Masabi’s "people-first" promise is a cynical fiction. PeopleOps is duplicitous, projecting an image of support while quietly cutting pay, reducing benefits, and systematically pushing out experienced European staff. Roles are now almost exclusively advertised in Colombia—an openly justified move to cut costs and "increase flexibility," which translates to hiring and firing at will.
This cost-cutting has direct business consequences:
- We have seen a noticeable increase in product outages. This is a direct result of work being offloaded to inexperienced, first-time role employees in Colombia.
- These new teams are heavily reliant on their experienced counterparts and managers in Europe, which is strained further by significant time zone challenges and poor planning.
Innovation has died here, due to the ineptitude and self-interest of the Chief Product Officer CPO. Instead of building a product customers truly value, the CPO remains focused on internal empire-building and political maneuvering.
Leadership failure runs deep. The CEO's small circle of loyalists holds all the power, supported by enforcers who silence dissent.

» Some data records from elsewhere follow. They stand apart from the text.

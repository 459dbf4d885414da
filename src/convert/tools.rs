//! External converters: poppler's `pdftoppm` and LibreOffice

use std::fs;
use std::path::{Path, PathBuf};
use std::process::Command;

use tracing::{debug, info};

use super::{Artifact, Converter, TargetFormat};
use crate::error::{Error, Result};

/// Default rasterization resolution
pub const DEFAULT_DPI: u32 = 300;

/// Renders PDF pages to PNG or JPEG with `pdftoppm`
#[derive(Debug, Clone)]
pub struct Rasterizer {
    pub binary: PathBuf,
    pub dpi: u32,
}

impl Default for Rasterizer {
    fn default() -> Self {
        Self {
            binary: PathBuf::from("pdftoppm"),
            dpi: DEFAULT_DPI,
        }
    }
}

impl Converter for Rasterizer {
    fn name(&self) -> &str {
        "pdftoppm"
    }

    fn convert(&self, input: &Path, target: TargetFormat, work_dir: &Path) -> Result<Vec<Artifact>> {
        let flag = match target {
            TargetFormat::Png => "-png",
            TargetFormat::Jpg => "-jpeg",
            TargetFormat::Docx => {
                return Err(Error::validation("pdftoppm only produces images"));
            }
        };
        let prefix = work_dir.join("page");

        let mut command = Command::new(&self.binary);
        command
            .arg("-r")
            .arg(self.dpi.to_string())
            .arg(flag)
            .arg(input)
            .arg(&prefix);
        run(self.name(), &mut command)?;

        // pdftoppm names pages page-1.png, or page-01.png with more pages
        let mut pages = Vec::new();
        for entry in fs::read_dir(work_dir)? {
            let path = entry?.path();
            if let Some(number) = page_number(&path, target.extension()) {
                pages.push((number, path));
            }
        }
        pages.sort();

        let artifacts = pages
            .into_iter()
            .map(|(number, path)| {
                let bytes = fs::read(&path)?;
                Ok(Artifact::new(format!("page_{number}.{}", target.extension()), bytes))
            })
            .collect::<Result<Vec<_>>>()?;
        info!("rasterized {} pages at {} dpi", artifacts.len(), self.dpi);
        Ok(artifacts)
    }
}

/// The page number in a `page-<n>.<ext>` file name
fn page_number(path: &Path, extension: &str) -> Option<u32> {
    if path.extension()?.to_str()? != extension {
        return None;
    }
    let stem = path.file_stem()?.to_str()?;
    stem.strip_prefix("page-")?.parse().ok()
}

/// Converts PDFs to DOCX with LibreOffice in headless mode
#[derive(Debug, Clone)]
pub struct OfficeRenderer {
    pub binary: PathBuf,
}

impl Default for OfficeRenderer {
    fn default() -> Self {
        Self {
            binary: PathBuf::from(default_office_binary()),
        }
    }
}

/// Where LibreOffice usually lives on this platform
pub fn default_office_binary() -> &'static str {
    if cfg!(target_os = "macos") {
        "/Applications/LibreOffice.app/Contents/MacOS/soffice"
    } else if cfg!(target_os = "windows") {
        "soffice.exe"
    } else {
        "soffice"
    }
}

impl Converter for OfficeRenderer {
    fn name(&self) -> &str {
        "soffice"
    }

    fn convert(&self, input: &Path, target: TargetFormat, work_dir: &Path) -> Result<Vec<Artifact>> {
        if target != TargetFormat::Docx {
            return Err(Error::validation("LibreOffice conversion only produces docx"));
        }

        let mut command = Command::new(&self.binary);
        command
            .arg("--headless")
            .arg("--infilter=writer_pdf_import")
            .arg("--convert-to")
            .arg("docx")
            .arg("--outdir")
            .arg(work_dir)
            .arg(input);
        run(self.name(), &mut command)?;

        let stem = input
            .file_stem()
            .ok_or_else(|| Error::Conversion("input file has no name".to_string()))?;
        let name = format!("{}.docx", stem.to_string_lossy());
        let output = work_dir.join(&name);
        let bytes = fs::read(&output).map_err(|e| {
            Error::Conversion(format!("{} produced no output at {}: {e}", self.name(), output.display()))
        })?;
        info!("converted {} to docx", input.display());
        Ok(vec![Artifact::new(name, bytes)])
    }
}

/// Run a tool to completion; spawn failures and non-zero exits become
/// [`Error::Conversion`] carrying the tool's stderr.
fn run(tool: &str, command: &mut Command) -> Result<()> {
    debug!(?command, "running {}", tool);
    let output = command
        .output()
        .map_err(|e| Error::Conversion(format!("Failed to execute {tool}: {e}")))?;

    if !output.status.success() {
        let stderr = String::from_utf8_lossy(&output.stderr);
        return Err(Error::Conversion(format!(
            "{tool} failed ({}): {}",
            output.status,
            stderr.trim()
        )));
    }
    Ok(())
}
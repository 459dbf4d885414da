//! Service configuration

use std::net::{IpAddr, Ipv4Addr, SocketAddr, TcpListener};
use std::path::PathBuf;

use tracing::{debug, info};

use crate::convert::tools::{default_office_binary, DEFAULT_DPI};
use crate::convert::{Converters, OfficeRenderer, Rasterizer};
use crate::error::{Error, Result};
use crate::pdf::fonts::FontBook;
use crate::session::SessionRoot;

/// First port tried when the port is left to discovery
pub const DEFAULT_PORT: u16 = 3000;

/// How many consecutive ports discovery tries
pub const PORT_PROBE_ATTEMPTS: u16 = 100;

/// Default request body limit (256 MiB)
pub const DEFAULT_MAX_UPLOAD_BYTES: usize = 256 * 1024 * 1024;

/// Everything the HTTP service needs to start
#[derive(Debug, Clone)]
pub struct ServiceConfig {
    pub host: IpAddr,
    /// 0 means probe upward from [`DEFAULT_PORT`]
    pub port: u16,
    /// Parent of the per-request session directories
    pub temp_root: PathBuf,
    /// Directory holding `*-Regular` / `*-Bold` font files
    pub fonts_dir: Option<PathBuf>,
    pub max_upload_bytes: usize,
    pub pdftoppm: PathBuf,
    pub soffice: PathBuf,
    pub raster_dpi: u32,
}

impl Default for ServiceConfig {
    fn default() -> Self {
        Self {
            host: IpAddr::V4(Ipv4Addr::LOCALHOST),
            port: 0,
            temp_root: SessionRoot::default_location(),
            fonts_dir: None,
            max_upload_bytes: DEFAULT_MAX_UPLOAD_BYTES,
            pdftoppm: PathBuf::from("pdftoppm"),
            soffice: PathBuf::from(default_office_binary()),
            raster_dpi: DEFAULT_DPI,
        }
    }
}

impl ServiceConfig {
    /// Bind the configured port, or the first free one when it is 0
    pub fn bind(&self) -> Result<TcpListener> {
        if self.port == 0 {
            return bind_free_port(self.host, DEFAULT_PORT, PORT_PROBE_ATTEMPTS);
        }
        Ok(TcpListener::bind(SocketAddr::new(self.host, self.port))?)
    }

    pub fn fonts(&self) -> FontBook {
        match &self.fonts_dir {
            Some(dir) => FontBook::from_dir(dir),
            None => FontBook::standard(),
        }
    }

    pub fn converters(&self) -> Converters {
        Converters::new(
            Box::new(Rasterizer {
                binary: self.pdftoppm.clone(),
                dpi: self.raster_dpi,
            }),
            Box::new(OfficeRenderer {
                binary: self.soffice.clone(),
            }),
        )
    }

    pub fn session_root(&self) -> Result<SessionRoot> {
        SessionRoot::new(&self.temp_root)
    }
}

/// Bind the first free port in `start..start + attempts`.
///
/// Returning the bound listener rather than the number leaves no window in
/// which another process could take the port.
pub fn bind_free_port(host: IpAddr, start: u16, attempts: u16) -> Result<TcpListener> {
    for port in (start..=u16::MAX).take(attempts as usize) {
        match TcpListener::bind(SocketAddr::new(host, port)) {
            Ok(listener) => {
                info!("found free port {}", port);
                return Ok(listener);
            }
            Err(e) => debug!("port {} unavailable: {}", port, e),
        }
    }
    Err(Error::General(format!(
        "No free port in {}..{}",
        start,
        start.saturating_add(attempts)
    )))
}
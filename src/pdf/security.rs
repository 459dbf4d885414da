//! Password protection

use std::collections::BTreeMap;
use std::sync::Arc;

use lopdf::encryption::crypt_filters::{Aes256CryptFilter, CryptFilter};
use lopdf::encryption::{EncryptionState, EncryptionVersion, Permissions};
use lopdf::{Document, Object, ObjectId, Reader, StringFormat};
use tracing::debug;

use crate::error::{Error, Result};

/// Name of the single crypt filter used for strings and streams
const CRYPT_FILTER: &[u8] = b"StdCF";

/// Same length as `/Encrypt`, so xref offsets stay valid after masking
const MASKED_KEY: &[u8] = b"/NoCrypt";

/// Same length as `ObjStm`
const HIDDEN_OBJSTM: &[u8] = b"ObjStH";

/// Options for password-protecting a document
#[derive(Debug, Clone)]
pub struct EncryptOptions {
    /// Used as both the user and the owner password
    pub password: String,
    pub allow_printing: bool,
    pub allow_commenting: bool,
}

impl EncryptOptions {
    pub fn new(password: impl Into<String>) -> Self {
        Self {
            password: password.into(),
            allow_printing: true,
            allow_commenting: true,
        }
    }
}

/// Encrypt every string and stream of the document in place with AES-256
/// (security handler revision 6).
///
/// Must run after all other changes: nothing may be added to the document
/// once it is encrypted.
pub fn encrypt(doc: &mut Document, options: &EncryptOptions) -> Result<()> {
    if options.password.is_empty() {
        return Err(Error::validation("A password is required to encrypt a PDF"));
    }
    if doc.is_encrypted() {
        return Err(Error::validation("PDF is already encrypted"));
    }
    ensure_document_id(doc);

    let mut permissions = Permissions::all();
    if !options.allow_printing {
        permissions.remove(Permissions::PRINTABLE);
    }
    if !options.allow_commenting {
        permissions.remove(Permissions::ANNOTABLE);
    }

    let file_key: [u8; 32] = rand::random();
    let aes: Arc<dyn CryptFilter> = Arc::new(Aes256CryptFilter);
    let state = EncryptionState::try_from(EncryptionVersion::V5 {
        encrypt_metadata: true,
        crypt_filters: BTreeMap::from([(CRYPT_FILTER.to_vec(), aes)]),
        file_encryption_key: &file_key,
        stream_filter: CRYPT_FILTER.to_vec(),
        string_filter: CRYPT_FILTER.to_vec(),
        owner_password: &options.password,
        user_password: &options.password,
        permissions,
    })
    .map_err(|e| Error::General(format!("cannot set up encryption: {e}")))?;
    doc.encrypt(&state)
        .map_err(|e| Error::General(format!("encryption failed: {e}")))?;

    debug!("document encrypted");
    Ok(())
}

/// Parse an encrypted file keeping every object in its encrypted form.
///
/// `Document::load_mem` only keeps the Encrypt dictionary of a file it
/// cannot open with the empty password, which leaves nothing to decrypt.
/// Masking the trailer's `/Encrypt` key makes the reader load the whole
/// object table; object streams are kept whole since their contents can
/// only be parsed after decryption.
pub fn load_encrypted(bytes: &[u8]) -> Result<Document> {
    let masked = mask_encrypt_key(bytes);
    let mut doc = Reader {
        buffer: &masked,
        document: Document::new(),
        encryption_state: None,
        raw_objects: BTreeMap::new(),
    }
    .read(Some(hide_object_stream))?;

    let handler = doc
        .trailer
        .remove(&MASKED_KEY[1..])
        .ok_or_else(|| Error::validation("PDF is not encrypted"))?;
    doc.trailer.set("Encrypt", handler);

    for object in doc.objects.values_mut() {
        if let Object::Stream(stream) = object {
            if stream.dict.has_type(HIDDEN_OBJSTM) {
                stream.dict.set("Type", Object::Name(b"ObjStm".to_vec()));
            }
        }
    }
    debug!(objects = doc.objects.len(), "loaded encrypted document");
    Ok(doc)
}

/// Rename every `/Encrypt` name token
fn mask_encrypt_key(bytes: &[u8]) -> Vec<u8> {
    const KEY: &[u8] = b"/Encrypt";
    let mut masked = bytes.to_vec();
    let mut at = 0;
    while let Some(pos) = masked[at..].windows(KEY.len()).position(|w| w == KEY) {
        let start = at + pos;
        let end = start + KEY.len();
        let delimited = masked
            .get(end)
            .map_or(true, |b| b.is_ascii_whitespace() || b"()<>[]{}/%".contains(b));
        if delimited {
            masked[start..end].copy_from_slice(MASKED_KEY);
        }
        at = end;
    }
    masked
}

fn hide_object_stream(id: ObjectId, object: &mut Object) -> Option<(ObjectId, Object)> {
    if let Object::Stream(stream) = object {
        if stream.dict.has_type(b"ObjStm") {
            stream.dict.set("Type", Object::Name(HIDDEN_OBJSTM.to_vec()));
        }
    }
    Some((id, object.clone()))
}

/// Remove encryption using `password`.
///
/// `doc` must come from [`load_encrypted`]. Fails with
/// [`Error::NotEncrypted`] when there is nothing to remove and with
/// [`Error::WrongPassword`] when the password does not authenticate.
pub fn decrypt(doc: &mut Document, password: &str) -> Result<()> {
    if !doc.is_encrypted() {
        return Err(Error::NotEncrypted);
    }
    // lopdf drops the Encrypt dictionary and trailer entry on success
    doc.decrypt(password).map_err(|e| match e {
        lopdf::Error::Decryption(_) => Error::WrongPassword,
        other => Error::Pdf(other),
    })?;
    doc.encryption_state = None;

    debug!("document decrypted");
    Ok(())
}

/// The standard security handler derives keys from the first file ID
fn ensure_document_id(doc: &mut Document) {
    if doc.trailer.has(b"ID") {
        return;
    }
    let id = uuid::Uuid::new_v4().as_bytes().to_vec();
    doc.trailer.set(
        "ID",
        Object::Array(vec![
            Object::String(id.clone(), StringFormat::Hexadecimal),
            Object::String(id, StringFormat::Hexadecimal),
        ]),
    );
}

#[cfg(test)]
mod tests {
    use super::*;
    use crate::pdf::document::write;
    use crate::pdf::testing::{page_text, sample_document};

    fn encrypted(password: &str) -> Vec<u8> {
        let mut doc = sample_document(2);
        encrypt(&mut doc, &EncryptOptions::new(password)).unwrap();
        write(&mut doc).unwrap()
    }

    #[test]
    fn test_encrypt_marks_document() {
        let bytes = encrypted("secret");
        let doc = Document::load_mem(&bytes).unwrap();
        assert!(doc.is_encrypted());
        assert!(doc.trailer.has(b"ID"));
    }

    #[test]
    fn test_uses_aes_256() {
        let doc = load_encrypted(&encrypted("secret")).unwrap();
        let handler = doc.get_encrypted().unwrap();
        assert_eq!(handler.get(b"V").unwrap().as_i64().unwrap(), 5);
        assert_eq!(handler.get(b"R").unwrap().as_i64().unwrap(), 6);
        let filters = handler.get(b"CF").unwrap().as_dict().unwrap();
        let std_cf = filters.get(CRYPT_FILTER).unwrap().as_dict().unwrap();
        assert_eq!(std_cf.get(b"CFM").unwrap().as_name().unwrap(), b"AESV3");
    }

    #[test]
    fn test_load_encrypted_keeps_every_object() {
        let bytes = encrypted("secret");
        assert!(Document::load_mem(&bytes).unwrap().get_pages().is_empty());

        let mut doc = load_encrypted(&bytes).unwrap();
        assert!(doc.is_encrypted());
        assert_eq!(doc.get_pages().len(), 2);

        decrypt(&mut doc, "secret").unwrap();
        assert!(!doc.is_encrypted());
        assert!(page_text(&doc, 2).contains("(Page 2)"));
    }

    #[test]
    fn test_mask_leaves_encrypt_metadata_alone() {
        let masked = mask_encrypt_key(b"<< /Encrypt 5 0 R /EncryptMetadata true /Encrypt>>");
        assert_eq!(masked, b"<< /NoCrypt 5 0 R /EncryptMetadata true /NoCrypt>>".to_vec());
    }

    #[test]
    fn test_empty_password_rejected() {
        let mut doc = sample_document(1);
        let result = encrypt(&mut doc, &EncryptOptions::new(""));
        assert!(matches!(result, Err(Error::Validation(_))));
    }

    #[test]
    fn test_decrypt_plain_document() {
        let mut doc = sample_document(1);
        assert!(matches!(decrypt(&mut doc, "anything"), Err(Error::NotEncrypted)));
    }

    #[test]
    fn test_decrypt_wrong_password() {
        let bytes = encrypted("secret");
        let mut doc = load_encrypted(&bytes).unwrap();
        assert!(matches!(decrypt(&mut doc, "not-the-password"), Err(Error::WrongPassword)));
        assert!(doc.is_encrypted());
    }
}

This inner circle operates under a relentless philosophy of micromanagement and absolute control, actively suppressing new ideas and wanting employees to stay in their lane.
We've seen repeated incompetence rewarded: the former CSO, despite YoY failures, was moved sideways into M&A— what wonderful privilege—where the CSO's failure and underperformance continues. The CRO who replaced him didn't last long, which highlights the poor exec recruitment process led by the CEO and PeopleOps.
There is a palpable culture of fear: stating anything outside the mandated positive narrative ensures you will "disappear," a fate multiple colleagues have suffered. The result is a fractured organization. Collaboration has devolved into open frustration, with overstretched teams arguing instead of solving problems.
All-hands meetings are nothing more than staged positivity sessions. Even the glowing culture reviews on Glassdoor feel orchestrated—part of a desperate attempt to rewrite reality while the company slowly unravels.